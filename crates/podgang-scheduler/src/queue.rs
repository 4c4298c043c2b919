//! Group work queue — FIFO of groups needing scheduling attention.
//!
//! Each group id appears at most once. Dequeue blocks until an entry owned
//! by this scheduler instance is available, silently dropping entries that
//! name another scheduler. Closing the queue wakes any blocked dequeue.

use std::collections::{HashSet, VecDeque};
use std::time::Duration;

use tokio::sync::{Mutex, Notify};
use tracing::debug;

use podgang_group::SchedulingGroup;

/// Queue entry: a group id and the scheduler that owns it.
#[derive(Debug, Clone, PartialEq, Eq)]
pub struct QueuedGroup {
    pub group_id: String,
    /// Empty means any scheduler.
    pub scheduler_name: String,
}

impl QueuedGroup {
    pub fn new(group_id: &str, scheduler_name: &str) -> Self {
        Self {
            group_id: group_id.to_string(),
            scheduler_name: scheduler_name.to_string(),
        }
    }
}

impl From<&SchedulingGroup> for QueuedGroup {
    fn from(group: &SchedulingGroup) -> Self {
        Self::new(&group.group_id, &group.scheduler_name)
    }
}

#[derive(Debug, Default)]
struct QueueState {
    items: VecDeque<QueuedGroup>,
    /// Ids currently in `items`.
    queued: HashSet<String>,
    closed: bool,
}

/// FIFO of distinct groups with ownership filtering.
#[derive(Debug)]
pub struct GroupQueue {
    /// Name of the scheduler instance consuming this queue.
    owner: String,
    state: Mutex<QueueState>,
    notify: Notify,
}

impl GroupQueue {
    pub fn new(owner: &str) -> Self {
        Self {
            owner: owner.to_string(),
            state: Mutex::new(QueueState::default()),
            notify: Notify::new(),
        }
    }

    pub fn owner(&self) -> &str {
        &self.owner
    }

    /// Whether this scheduler instance handles `entry`.
    pub fn is_responsible(&self, entry: &QueuedGroup) -> bool {
        entry.scheduler_name.is_empty() || entry.scheduler_name == self.owner
    }

    /// Add `entry` unless its group is already queued or the queue is closed.
    pub async fn enqueue(&self, entry: QueuedGroup) -> bool {
        let mut state = self.state.lock().await;
        if state.closed || state.queued.contains(&entry.group_id) {
            return false;
        }
        state.queued.insert(entry.group_id.clone());
        state.items.push_back(entry);
        drop(state);

        self.notify.notify_one();
        true
    }

    /// Pop the next group this scheduler owns, waiting if necessary.
    ///
    /// Returns `None` once the queue is closed.
    pub async fn dequeue(&self) -> Option<QueuedGroup> {
        loop {
            // Register interest before checking state so a close in between
            // is not missed.
            let notified = self.notify.notified();
            {
                let mut state = self.state.lock().await;
                if state.closed {
                    return None;
                }
                while let Some(entry) = state.items.pop_front() {
                    state.queued.remove(&entry.group_id);
                    if self.is_responsible(&entry) {
                        return Some(entry);
                    }
                    debug!(
                        group = %entry.group_id,
                        owner = %entry.scheduler_name,
                        "skipping group owned by another scheduler"
                    );
                }
            }
            notified.await;
        }
    }

    /// Re-add `entry`, then hold the caller for `cooldown`.
    ///
    /// The sleep happens on the caller's task: a scheduling loop that
    /// requeues pays the cooldown before it dequeues again.
    pub async fn requeue(&self, entry: QueuedGroup, cooldown: Duration) -> bool {
        let added = self.enqueue(entry).await;
        tokio::time::sleep(cooldown).await;
        added
    }

    /// Drop a group from the queue. Returns whether it was queued.
    pub async fn forget(&self, group_id: &str) -> bool {
        let mut state = self.state.lock().await;
        if !state.queued.remove(group_id) {
            return false;
        }
        state.items.retain(|e| e.group_id != group_id);
        true
    }

    /// Close the queue and wake every blocked dequeue.
    pub async fn close(&self) {
        self.state.lock().await.closed = true;
        self.notify.notify_waiters();
        self.notify.notify_one();
    }

    pub async fn is_closed(&self) -> bool {
        self.state.lock().await.closed
    }

    pub async fn contains(&self, group_id: &str) -> bool {
        self.state.lock().await.queued.contains(group_id)
    }

    pub async fn len(&self) -> usize {
        self.state.lock().await.items.len()
    }

    pub async fn is_empty(&self) -> bool {
        self.len().await == 0
    }
}

#[cfg(test)]
mod tests {
    use super::*;
    use std::sync::Arc;

    fn entry(id: &str) -> QueuedGroup {
        QueuedGroup::new(id, "")
    }

    #[tokio::test]
    async fn fifo_order() {
        let queue = GroupQueue::new("mine");
        for id in ["a", "b", "c"] {
            assert!(queue.enqueue(entry(id)).await);
        }
        assert_eq!(queue.dequeue().await.unwrap().group_id, "a");
        assert_eq!(queue.dequeue().await.unwrap().group_id, "b");
        assert_eq!(queue.dequeue().await.unwrap().group_id, "c");
        assert!(queue.is_empty().await);
    }

    #[tokio::test]
    async fn duplicate_enqueue_is_noop() {
        let queue = GroupQueue::new("mine");
        assert!(queue.enqueue(entry("a")).await);
        assert!(!queue.enqueue(entry("a")).await);
        assert_eq!(queue.len().await, 1);

        queue.dequeue().await.unwrap();
        assert!(queue.enqueue(entry("a")).await);
    }

    #[tokio::test]
    async fn foreign_groups_are_dropped() {
        let queue = GroupQueue::new("mine");
        queue.enqueue(QueuedGroup::new("theirs", "other")).await;
        queue.enqueue(QueuedGroup::new("ours", "mine")).await;
        queue.enqueue(QueuedGroup::new("anyone", "")).await;

        assert_eq!(queue.dequeue().await.unwrap().group_id, "ours");
        assert_eq!(queue.dequeue().await.unwrap().group_id, "anyone");
        assert!(!queue.contains("theirs").await);
        assert!(queue.is_empty().await);
    }

    #[tokio::test]
    async fn dequeue_waits_for_enqueue() {
        let queue = Arc::new(GroupQueue::new("mine"));
        let consumer = {
            let queue = queue.clone();
            tokio::spawn(async move { queue.dequeue().await })
        };

        tokio::time::sleep(Duration::from_millis(20)).await;
        assert!(!consumer.is_finished());

        queue.enqueue(entry("late")).await;
        let got = consumer.await.unwrap().unwrap();
        assert_eq!(got.group_id, "late");
    }

    #[tokio::test]
    async fn close_unblocks_dequeue() {
        let queue = Arc::new(GroupQueue::new("mine"));
        let consumer = {
            let queue = queue.clone();
            tokio::spawn(async move { queue.dequeue().await })
        };

        tokio::time::sleep(Duration::from_millis(20)).await;
        queue.close().await;

        assert!(consumer.await.unwrap().is_none());
        assert!(queue.is_closed().await);
        assert!(!queue.enqueue(entry("after")).await);
    }

    #[tokio::test]
    async fn forget_removes_queued_group() {
        let queue = GroupQueue::new("mine");
        queue.enqueue(entry("a")).await;
        queue.enqueue(entry("b")).await;

        assert!(queue.forget("a").await);
        assert!(!queue.forget("a").await);
        assert_eq!(queue.dequeue().await.unwrap().group_id, "b");
    }

    #[tokio::test]
    async fn requeue_adds_then_cools_down() {
        let queue = GroupQueue::new("mine");
        let started = tokio::time::Instant::now();
        assert!(queue.requeue(entry("a"), Duration::from_millis(30)).await);
        assert!(started.elapsed() >= Duration::from_millis(30));
        assert!(!queue.requeue(entry("a"), Duration::from_millis(1)).await);
        assert_eq!(queue.len().await, 1);
    }
}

===

▸ **Task details**: Copy out all the records exactly.

▸ **Written response**:
filename crates/podgang-scheduler/src/queue.rs
repository 4c4298c043c2b919
//! Group work queue — FIFO of groups needing scheduling attention.
//!
//! Each group id appears at most once. Dequeue blocks until an entry owned
//! by this scheduler instance is available, silently dropping entries that
//! name another scheduler. Closing the queue wakes any blocked dequeue.

use std::collections::{HashSet, VecDeque};
use std::time::Duration;

use tokio::sync::{Mutex, Notify};
use tracing::debug;

use podgang_group::SchedulingGroup;

/// Queue entry: a group id and the scheduler that owns it.
#[derive(Debug, Clone, PartialEq, Eq)]
pub struct QueuedGroup {
    pub group_id: String,
    /// Empty means any scheduler.
    pub scheduler_name: String,
}

impl QueuedGroup {
    pub fn new(group_id: &str, scheduler_name: &str) -> Self {
        Self {
            group_id: group_id.to_string(),
            scheduler_name: scheduler_name.to_string(),
        }
    }
}

impl From<&SchedulingGroup> for QueuedGroup {
    fn from(group: &SchedulingGroup) -> Self {
        Self::new(&group.group_id, &group.scheduler_name)
    }
}

#[derive(Debug, Default)]
struct QueueState {
    items: VecDeque<QueuedGroup>,
    /// Ids currently in `items`.
    queued: HashSet<String>,
    closed: bool,
}

/// FIFO of distinct groups with ownership filtering.
#[derive(Debug)]
pub struct GroupQueue {
    /// Name of the scheduler instance consuming this queue.
    owner: String,
    state: Mutex<QueueState>,
    notify: Notify,
}

impl GroupQueue {
    pub fn new(owner: &str) -> Self {
        Self {
            owner: owner.to_string(),
            state: Mutex::new(QueueState::default()),
            notify: Notify::new(),
        }
    }

    pub fn owner(&self) -> &str {
        &self.owner
    }

    /// Whether this scheduler instance handles `entry`.
    pub fn is_responsible(&self, entry: &QueuedGroup) -> bool {
        entry.scheduler_name.is_empty() || entry.scheduler_name == self.owner
    }

    /// Add `entry` unless its group is already queued or the queue is closed.
    pub async fn enqueue(&self, entry: QueuedGroup) -> bool {
        let mut state = self.state.lock().await;
        if state.closed || state.queued.contains(&entry.group_id) {
            return false;
        }
        state.queued.insert(entry.group_id.clone());
        state.items.push_back(entry);
        drop(state);

        self.notify.notify_one();
        true
    }

    /// Pop the next group this scheduler owns, waiting if necessary.
    ///
    /// Returns `None` once the queue is closed.
    pub async fn dequeue(&self) -> Option<QueuedGroup> {
        loop {
            // Register interest before checking state so a close in between
            // is not missed.
            let notified = self.notify.notified();
            {
                let mut state = self.state.lock().await;
                if state.closed {
                    return None;
                }
                while let Some(entry) = state.items.pop_front() {
                    state.queued.remove(&entry.group_id);
                    if self.is_responsible(&entry) {
                        return Some(entry);
                    }
                    debug!(
                        group = %entry.group_id,
                        owner = %entry.scheduler_name,
                        "skipping group owned by another scheduler"
                    );
                }
            }
            notified.await;
        }
    }

    /// Re-add `entry`, then hold the caller for `cooldown`.
    ///
    /// The sleep happens on the caller's task: a scheduling loop that
    /// requeues pays the cooldown before it dequeues again.
    pub async fn requeue(&self, entry: QueuedGroup, cooldown: Duration) -> bool {
        let added = self.enqueue(entry).await;
        tokio::time::sleep(cooldown).await;
        added
    }

    /// Drop a group from the queue. Returns whether it was queued.
    pub async fn forget(&self, group_id: &str) -> bool {
        let mut state = self.state.lock().await;
        if !state.queued.remove(group_id) {
            return false;
        }
        state.items.retain(|e| e.group_id != group_id);
        true
    }

    /// Close the queue and wake every blocked dequeue.
    pub async fn close(&self) {
        self.state.lock().await.closed = true;
        self.notify.notify_waiters();
        self.notify.notify_one();
    }

    pub async fn is_closed(&self) -> bool {
        self.state.lock().await.closed
    }

    pub async fn contains(&self, group_id: &str) -> bool {
        self.state.lock().await.queued.contains(group_id)
    }

    pub async fn len(&self) -> usize {
        self.state.lock().await.items.len()
    }

    pub async fn is_empty(&self) -> bool {
        self.len().await == 0
    }
}

#[cfg(test)]
mod tests {
    use super::*;
    use std::sync::Arc;

    fn entry(id: &str) -> QueuedGroup {
        QueuedGroup::new(id, "")
    }

    #[tokio::test]
    async fn fifo_order() {
        let queue = GroupQueue::new("mine");
        for id in ["a", "b", "c"] {
            assert!(queue.enqueue(entry(id)).await);
        }
        assert_eq!(queue.dequeue().await.unwrap().group_id, "a");
        assert_eq!(queue.dequeue().await.unwrap().group_id, "b");
        assert_eq!(queue.dequeue().await.unwrap().group_id, "c");
        assert!(queue.is_empty().await);
    }

    #[tokio::test]
    async fn duplicate_enqueue_is_noop() {
        let queue = GroupQueue::new("mine");
        assert!(queue.enqueue(entry("a")).await);
        assert!(!queue.enqueue(entry("a")).await);
        assert_eq!(queue.len().await, 1);

        queue.dequeue().await.unwrap();
        assert!(queue.enqueue(entry("a")).await);
    }

    #[tokio::test]
    async fn foreign_groups_are_dropped() {
        let queue = GroupQueue::new("mine");
        queue.enqueue(QueuedGroup::new("theirs", "other")).await;
        queue.enqueue(QueuedGroup::new("ours", "mine")).await;
        queue.enqueue(QueuedGroup::new("anyone", "")).await;

        assert_eq!(queue.dequeue().await.unwrap().group_id, "ours");
        assert_eq!(queue.dequeue().await.unwrap().group_id, "anyone");
        assert!(!queue.contains("theirs").await);
        assert!(queue.is_empty().await);
    }

    #[tokio::test]
    async fn dequeue_waits_for_enqueue() {
        let queue = Arc::new(GroupQueue::new("mine"));
        let consumer = {
            let queue = queue.clone();
            tokio::spawn(async move { queue.dequeue().await })
        };

        tokio::time::sleep(Duration::from_millis(20)).await;
        assert!(!consumer.is_finished());

        queue.enqueue(entry("late")).await;
        let got = consumer.await.unwrap().unwrap();
        assert_eq!(got.group_id, "late");
    }

    #[tokio::test]
    async fn close_unblocks_dequeue() {
        let queue = Arc::new(GroupQueue::new("mine"));
        let consumer = {
            let queue = queue.clone();
            tokio::spawn(async move { queue.dequeue().await })
        };

        tokio::time::sleep(Duration::from_millis(20)).await;
        queue.close().await;

        assert!(consumer.await.unwrap().is_none());
        assert!(queue.is_closed().await);
        assert!(!queue.enqueue(entry("after")).await);
    }

    #[tokio::test]
    async fn forget_removes_queued_group() {
        let queue = GroupQueue::new("mine");
        queue.enqueue(entry("a")).await;
        queue.enqueue(entry("b")).await;

        assert!(queue.forget("a").await);
        assert!(!queue.forget("a").await);
        assert_eq!(queue.dequeue().await.unwrap().group_id, "b");
    }

    #[tokio::test]
    async fn requeue_adds_then_cools_down() {
        let queue = GroupQueue::new("mine");
        let started = tokio::time::Instant::now();
        assert!(queue.requeue(entry("a"), Duration::from_millis(30)).await);
        assert!(started.elapsed() >= Duration::from_millis(30));
        assert!(!queue.requeue(entry("a"), Duration::from_millis(1)).await);
        assert_eq!(queue.len().await, 1);
    }
}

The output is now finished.